Media hype casts doubt on the West’s seriousness about Vienna talks

December 1, 2021 - 19:53

TEHRAN – After a months-long hiatus, Iranian and Western negotiators ultimately met in the same room but much of the work does not seem to be done in the room. Instead, the Western negotiators seem to prefer forging ahead with media hyperbole.

While many of those who participated in Monday’s plenary session in Vienna came out with a clear sense of optimism about the future of the talks, several European diplomats taking part in the meeting sought to ramp up diplomatic pressure on Iran after the meeting. 

First, they magnified a media report by an Israeli reporter claiming that Iran is preparing for weapons-grade uranium enrichment. Several Western media outlets, including Reuters and the Wall Street Journal, quoted senior diplomats from France, Germany and Britain as warning Iran against such a move. 

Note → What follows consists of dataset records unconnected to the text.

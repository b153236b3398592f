//! Dataset assembly
//!
//! labels -> left join every enabled feature -> reorder -> impute ->
//! drop incomplete rows -> split into matrix, labels, ids and names.

use crate::dataset::imputation::{DropIncomplete, ImputationStrategy};
use crate::dataset::shuffle::{RowOrder, SeededShuffle};
use crate::dataset::table::JoinedTable;
use crate::dataset::toggles::FeatureToggles;
use crate::datasource::BackingStore;
use crate::error::{Result, RuntimeError};
use crate::feature::{FeatureLoader, FeatureRegistry, TableConfig};
use crate::labels::{LabelLoader, LabelWindow};
use chrono::NaiveDate;
use eis_core::{EntityId, NormalizedFeatureFrame, TargetUnit};
use futures::future::try_join_all;
use serde::Serialize;
use std::sync::Arc;
use tracing::{debug, info, warn};

/// Dense feature matrix, one row per entity
#[derive(Debug, Clone, Default, PartialEq, Serialize)]
pub struct FeatureMatrix {
    pub columns: Vec<String>,
    pub rows: Vec<Vec<f64>>,
}

impl FeatureMatrix {
    pub fn n_rows(&self) -> usize {
        self.rows.len()
    }

    pub fn n_columns(&self) -> usize {
        self.columns.len()
    }

    /// Values of one column, top to bottom
    pub fn column(&self, name: &str) -> Option<Vec<f64>> {
        let idx = self.columns.iter().position(|c| c == name)?;
        Some(self.rows.iter().map(|row| row[idx]).collect())
    }
}

/// Assembled training data.
///
/// `features.rows`, `labels`, `entity_ids` and `occurred_on` are row-aligned;
/// `feature_names` enumerates the matrix columns in join order.
#[derive(Debug, Clone, Default, PartialEq, Serialize)]
pub struct Dataset {
    pub features: FeatureMatrix,
    pub labels: Vec<f64>,
    pub entity_ids: Vec<EntityId>,
    pub feature_names: Vec<String>,
    pub occurred_on: Vec<Option<NaiveDate>>,
}

impl Dataset {
    pub fn len(&self) -> usize {
        self.labels.len()
    }

    pub fn is_empty(&self) -> bool {
        self.labels.is_empty()
    }

    fn from_complete_table(table: JoinedTable, feature_names: Vec<String>) -> Self {
        let columns = table.columns().to_vec();
        let mut dataset = Dataset {
            feature_names,
            ..Default::default()
        };
        for row in table.rows {
            dataset.entity_ids.push(row.entity);
            dataset.labels.push(row.outcome);
            dataset.occurred_on.push(row.occurred_on);
            dataset
                .features
                .rows
                .push(row.values.into_iter().map(|v| v.unwrap_or(f64::NAN)).collect());
        }
        dataset.features.columns = columns;
        dataset
    }
}

/// Builds datasets from labels and toggled features
pub struct DatasetAssembler {
    labels: LabelLoader,
    features: FeatureLoader,
    unit: TargetUnit,
    row_order: Box<dyn RowOrder>,
    imputation: Box<dyn ImputationStrategy>,
    parallel_loads: bool,
}

impl DatasetAssembler {
    /// Create an assembler over `store`.
    ///
    /// Defaults: officer unit, entropy-seeded shuffle, drop-incomplete
    /// imputation, sequential feature loads.
    pub fn new(store: Arc<dyn BackingStore>, tables: TableConfig) -> Self {
        Self {
            labels: LabelLoader::new(Arc::clone(&store), tables.clone()),
            features: FeatureLoader::new(store, FeatureRegistry::new(tables)),
            unit: TargetUnit::Officer,
            row_order: Box::new(SeededShuffle::default()),
            imputation: Box::new(DropIncomplete),
            parallel_loads: false,
        }
    }

    pub fn with_unit(mut self, unit: TargetUnit) -> Self {
        self.unit = unit;
        self.features = self.features.with_unit(unit);
        self
    }

    pub fn with_lookback(mut self, days: Option<i64>) -> Self {
        self.features = self.features.with_lookback(days);
        self
    }

    pub fn with_row_order(mut self, row_order: Box<dyn RowOrder>) -> Self {
        self.row_order = row_order;
        self
    }

    pub fn with_imputation(mut self, imputation: Box<dyn ImputationStrategy>) -> Self {
        self.imputation = imputation;
        self
    }

    /// Issue feature queries concurrently; join order is unaffected
    pub fn with_parallel_loads(mut self, parallel: bool) -> Self {
        self.parallel_loads = parallel;
        self
    }

    pub fn feature_loader(&self) -> &FeatureLoader {
        &self.features
    }

    pub fn label_loader(&self) -> &LabelLoader {
        &self.labels
    }

    /// Assemble the dataset for labels in `window`, features as of
    /// `reference_date`.
    ///
    /// Fails when no feature is enabled, when the window holds no labels,
    /// when the joined features yield no columns, and when no row survives the
    /// completeness filter. Two features producing the same column name fail
    /// with [`RuntimeError::DuplicateColumn`].
    pub async fn assemble(
        &self,
        toggles: &FeatureToggles,
        window: &LabelWindow,
        reference_date: NaiveDate,
    ) -> Result<Dataset> {
        let selected = toggles.enabled();
        if selected.is_empty() {
            return Err(RuntimeError::EmptyResult(format!(
                "no features enabled (window {}, as of {})",
                window, reference_date
            )));
        }

        // Resolve everything up front so a bad name fails before any query
        let descriptors = selected
            .iter()
            .map(|name| self.features.describe(name, reference_date))
            .collect::<Result<Vec<_>>>()?;

        let labels = self.labels.load(window, self.unit).await?;
        if labels.is_empty() {
            return Err(RuntimeError::EmptyResult(format!(
                "no labels in window {}",
                window
            )));
        }

        info!(
            "Assembling {} features for {} labeled entities as of {}",
            selected.len(),
            labels.len(),
            reference_date
        );
        let loaded = self.load_features(&selected, reference_date).await?;

        let mut table = JoinedTable::from_labels(&labels);
        let mut feature_names = Vec::new();
        for (descriptor, (frame, names)) in descriptors.iter().zip(loaded) {
            let matched = table.left_join(&frame, descriptor.imputation_policy())?;
            if names.is_empty() {
                // A feature without columns leaves no missing cell to drop
                if matched == 0 {
                    return Err(RuntimeError::EmptyResult(format!(
                        "feature {} has no rows for any labeled entity (window {}, as of {})",
                        descriptor.name(),
                        window,
                        reference_date
                    )));
                }
                warn!(
                    "Feature {} is degenerate and adds no columns",
                    descriptor.name()
                );
            } else if matched == 0 {
                warn!(
                    "Feature {} matched none of the {} labeled entities",
                    descriptor.name(),
                    table.len()
                );
            } else {
                debug!(
                    "Joined {}: {}/{} rows matched",
                    descriptor.name(),
                    matched,
                    table.len()
                );
            }
            feature_names.extend(names);
        }

        if feature_names.is_empty() {
            return Err(RuntimeError::EmptyResult(format!(
                "no feature columns after joining {} features (window {}, as of {})",
                selected.len(),
                window,
                reference_date
            )));
        }

        self.row_order.arrange(table.rows_mut());
        debug!("Row order: {}", self.row_order.name());

        self.imputation.impute(&mut table);
        let dropped = table.drop_incomplete();
        info!(
            "Dataset has {} rows and {} features ({} incomplete rows dropped, imputation: {})",
            table.len(),
            feature_names.len(),
            dropped,
            self.imputation.name()
        );

        if table.is_empty() {
            return Err(RuntimeError::EmptyResult(format!(
                "all {} labeled rows were incomplete after joining {} features (window {}, as of {})",
                dropped,
                selected.len(),
                window,
                reference_date
            )));
        }

        Ok(Dataset::from_complete_table(table, feature_names))
    }

    async fn load_features(
        &self,
        names: &[&str],
        reference_date: NaiveDate,
    ) -> Result<Vec<(NormalizedFeatureFrame, Vec<String>)>> {
        if self.parallel_loads {
            // try_join_all yields results in input order
            return try_join_all(
                names
                    .iter()
                    .map(|name| self.features.load(name, reference_date)),
            )
            .await;
        }

        let mut loaded = Vec::with_capacity(names.len());
        for name in names {
            loaded.push(self.features.load(name, reference_date).await?);
        }
        Ok(loaded)
    }
}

The diplomats cautioned that raising the level of uranium enrichment to 90 percent would “seriously imperil” the process of the Vienna talks.
 
But aside from the 90 percent-enrichment bluff, which was taken by several independent observers with a grain of salt, the European diplomats also took what can be called a “preemptive” stance to determine the agenda of the talks even before they began.

They put the spotlight on a number of issues that can only be decided on in the negotiation process. At issue are draft texts and the duration of the current round of talks as well as a timeline for the whole negotiation of the process. 

During Monday’s meeting, none of these issues were discussed in detail. And the meeting primarily focused on the principles and foundation of the upcoming talks. The lead Iranian negotiator, Ali Bagheri Kani, who co-chaired the plenary session, underlined this immediately after the meeting.

Bagheri Kani made it clear that the draft texts prepared during the past rounds should by no means be defined as legally binding for Iran and that they should be viewed as mere drafts. 

“Nothing is agreed on unless everything has been agreed on,” he told reporters on Monday after the plenary session.

Iran’s chief negotiator reiterated that the texts of the previous rounds of talks were only “drafts” and thus they are not legally binding for Iran.

“Accordingly, all the discussions that were concluded in the previous six rounds are subject to negotiations and this was agreed by all parties in today’s meeting as well,” Baqeri Kani said.

The other side, however, strived to portray the draft texts as a political commitment by which Iran is bound. The European diplomats told several outlets that roughly 70 to 80 percent of the agreement was complete, with the remaining 20 to 30 percent containing the most difficult questions, such as what to do about Iran’s many advanced centrifuges, according to Politico. 

Reuters, quoting a senior European diplomat, echoed similar claims. “The diplomat stressed that some of the most difficult issues were among the 20-30% that remain unresolved, including what to do about advanced centrifuges that Iran is using to enrich uranium in defiance of the original agreement,” Reuters said. 

Politico went so far as to say that the draft texts are “a master document with political commitments.”

In addition to the draft texts, the Europeans also tried to create a sense of urgency in terms of the duration of the talks. While Iran said it prioritizes the lifting of all sanctions and reaching a good agreement over the swift conclusion of the talks, the Europeans stressed the need for a swift conclusion of this round. 

“The next 48 hours will be quite important to know and to confirm that hopefully we can pick up there and get into very intensive working mode,” the European diplomat told Reuters. “If they don't show us that they're serious this week, then we have a problem.”

Of course, Iran has said that it does not oppose reaching a swift, good agreement but at the same time it has underlined that fairness should not be sacrificed on the altar of swiftness.